For four years, Mario Kart 8 Deluxe has been the top-selling title for Nintendo Switch. Now, its crown is being threatened by an unlikely contender: Animal Crossing: New Horizons. While the title certainly has a dedicated fanbase, the success of New Horizons is unprecedented for the franchise.
In its latest financial report, Nintendo detailed its earnings over the last nine-month period. It included a detailed breakdown of sales figures for the latest Switch games, including the fact that Animal Crossing‘s first entry on Switch sold a whopping 31.18 million units, just behind Mario Kart 8 Deluxe‘s 33.18 million.
It’s an impressive statistic on its own, but when you consider Mario Kart 8 Deluxe‘s lifetime sales are calculated over a four-year period from 2017, and Animal Crossing only launched in March 2020, its success becomes much clearer. Part of this is likely due to the nature and timing of Animal Crossing‘s launch.
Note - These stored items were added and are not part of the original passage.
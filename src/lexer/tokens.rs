use std::fmt;

/// Language keywords
#[derive(Debug, Clone, Copy, PartialEq, Eq, Hash)]
pub enum Keyword {
    Fn,
    Raw,
    Ret,
    Var,
}

impl fmt::Display for Keyword {
    fn fmt(&self, f: &mut fmt::Formatter) -> fmt::Result {
        let s = match self {
            Keyword::Fn => "fn",
            Keyword::Raw => "raw",
            Keyword::Ret => "ret",
            Keyword::Var => "var",
        };
        write!(f, "{}", s)
    }
}

impl Keyword {
    #[allow(clippy::should_implement_trait)]
    pub fn from_str(s: &str) -> Option<Self> {
        match s {
            "fn" => Some(Keyword::Fn),
            "raw" => Some(Keyword::Raw),
            "ret" => Some(Keyword::Ret),
            "var" => Some(Keyword::Var),
            _ => None,
        }
    }
}

/// Token kinds
#[derive(Debug, Clone, Copy, PartialEq, Eq, Hash)]
pub enum TokenKind {
    // Literals and identifiers
    Identifier,
    Integer,
    StringLiteral,
    Float,
    Keyword(Keyword),

    // Punctuation
    Semicolon,          // ;
    OpenParen,          // (
    CloseParen,         // )
    OpenBrace,          // {
    CloseBrace,         // }
    Comma,              // ,

    // Arithmetic operators
    Plus,               // +
    Minus,              // -
    Asterisk,           // *
    Slash,              // /

    // Logical operators
    LogicalNot,         // !

    // Relational operators
    Less,               // <
    Greater,            // >
    LessEqual,          // <=
    GreaterEqual,       // >=
    Equal,              // ==
    NotEqual,           // !=

    // Not consumed by any grammar rule yet
    Assign,             // =
}

impl TokenKind {
    /// Human-readable name used in diagnostics.
    #[must_use]
    pub fn name(&self) -> &'static str {
        match self {
            TokenKind::Identifier => "Identifier",
            TokenKind::Integer => "integer",
            TokenKind::StringLiteral => "string",
            TokenKind::Float => "float",
            TokenKind::Keyword(Keyword::Fn) => "fn keyword",
            TokenKind::Keyword(Keyword::Raw) => "raw keyword",
            TokenKind::Keyword(Keyword::Ret) => "ret keyword",
            TokenKind::Keyword(Keyword::Var) => "var keyword",
            TokenKind::Semicolon => ";",
            TokenKind::OpenParen => "(",
            TokenKind::CloseParen => ")",
            TokenKind::OpenBrace => "{",
            TokenKind::CloseBrace => "}",
            TokenKind::Comma => "comma(,)",
            TokenKind::Plus => "plus(+)",
            TokenKind::Minus => "minus(-)",
            TokenKind::Asterisk => "star(*)",
            TokenKind::Slash => "slash(/)",
            TokenKind::LogicalNot => "not(!)",
            TokenKind::Less => "lesser(<)",
            TokenKind::Greater => "greater(>)",
            TokenKind::LessEqual => "lesser equals(<=)",
            TokenKind::GreaterEqual => "greater equals(>=)",
            TokenKind::Equal => "double equals(==)",
            TokenKind::NotEqual => "not equals(!=)",
            TokenKind::Assign => "equals(=)",
        }
    }
}

impl fmt::Display for TokenKind {
    fn fmt(&self, f: &mut fmt::Formatter) -> fmt::Result {
        match self {
            TokenKind::Identifier => write!(f, "identifier"),
            TokenKind::Integer => write!(f, "integer"),
            TokenKind::StringLiteral => write!(f, "string"),
            TokenKind::Float => write!(f, "float"),
            TokenKind::Keyword(kw) => write!(f, "{}", kw),
            TokenKind::Semicolon => write!(f, ";"),
            TokenKind::OpenParen => write!(f, "("),
            TokenKind::CloseParen => write!(f, ")"),
            TokenKind::OpenBrace => write!(f, "{{"),
            TokenKind::CloseBrace => write!(f, "}}"),
            TokenKind::Comma => write!(f, ","),
            TokenKind::Plus => write!(f, "+"),
            TokenKind::Minus => write!(f, "-"),
            TokenKind::Asterisk => write!(f, "*"),
            TokenKind::Slash => write!(f, "/"),
            TokenKind::LogicalNot => write!(f, "!"),
            TokenKind::Less => write!(f, "<"),
            TokenKind::Greater => write!(f, ">"),
            TokenKind::LessEqual => write!(f, "<="),
            TokenKind::GreaterEqual => write!(f, ">="),
            TokenKind::Equal => write!(f, "=="),
            TokenKind::NotEqual => write!(f, "!="),
            TokenKind::Assign => write!(f, "="),
        }
    }
}

/// A token with the line it started on.
///
/// For string literals `lexeme` holds the contents without the delimiters.
#[derive(Debug, Clone, PartialEq, Eq)]
pub struct Token {
    pub kind: TokenKind,
    pub lexeme: String,
    pub line: usize,
}

impl Token {
    pub fn new(kind: TokenKind, lexeme: impl Into<String>, line: usize) -> Self {
        Self {
            kind,
            lexeme: lexeme.into(),
            line,
        }
    }

    #[must_use]
    pub fn is(&self, kind: TokenKind) -> bool {
        self.kind == kind
    }

    #[must_use]
    pub fn is_any(&self, kinds: &[TokenKind]) -> bool {
        kinds.contains(&self.kind)
    }
}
In Australia, the game landed during a period of uncertainty as shops shut down and everyone was forced to stay home due to the COVID-19 pandemic. If you had a copy of the game, it was one of the few ways to still hang out and connect with friends, and this fuelled a solid six-month period where Animal Crossing: New Horizons became a haven for the socially isolated.
In a time when everything seemed gloomy, we all needed Animal Crossing.
Its sudden, booming popularity reflects the state of the world in 2020 and the desire for more wholesome, calming adventures. Given content is still rolling out in 2021 it’s likely Animal Crossing will maintain its longevity and remain one of Nintendo’s ‘big’ games for the year.
Should sales continue down the path they’re currently on, Animal Crossing will exceed the Mario franchise in popularity on the Switch — not bad at all for a cutesy life simulator.
So, what’s next for Animal Crossing?
The sales data for Animal Crossing: New Horizons likely exceeds the expectations Nintendo placed on the franchise. Paired with the success of the Pocket Camp mobile spin-off and the popularity of Animal Crossing‘s amiibo card collectibles, it’s now clearer than ever there’s a robust market for the franchise.
It could mean a sequel to New Horizons won’t take eight years to arrive. It could mean more spin-offs like Happy Home Designer and Amiibo Festival. These were neat experiments that didn’t quite hit, but the Animal Crossing franchise is still ripe for other spin-offs like them.
An island designer game could be a neat addition to the franchise. As could another Mario Party-style adventure.
Whatever Nintendo’s plans for the future are, they’re likely to include Animal Crossing as a major flagship franchise going forward.
After decades occupying the B-tier of Nintendo games, it’s finally time for Animal Crossing to shine.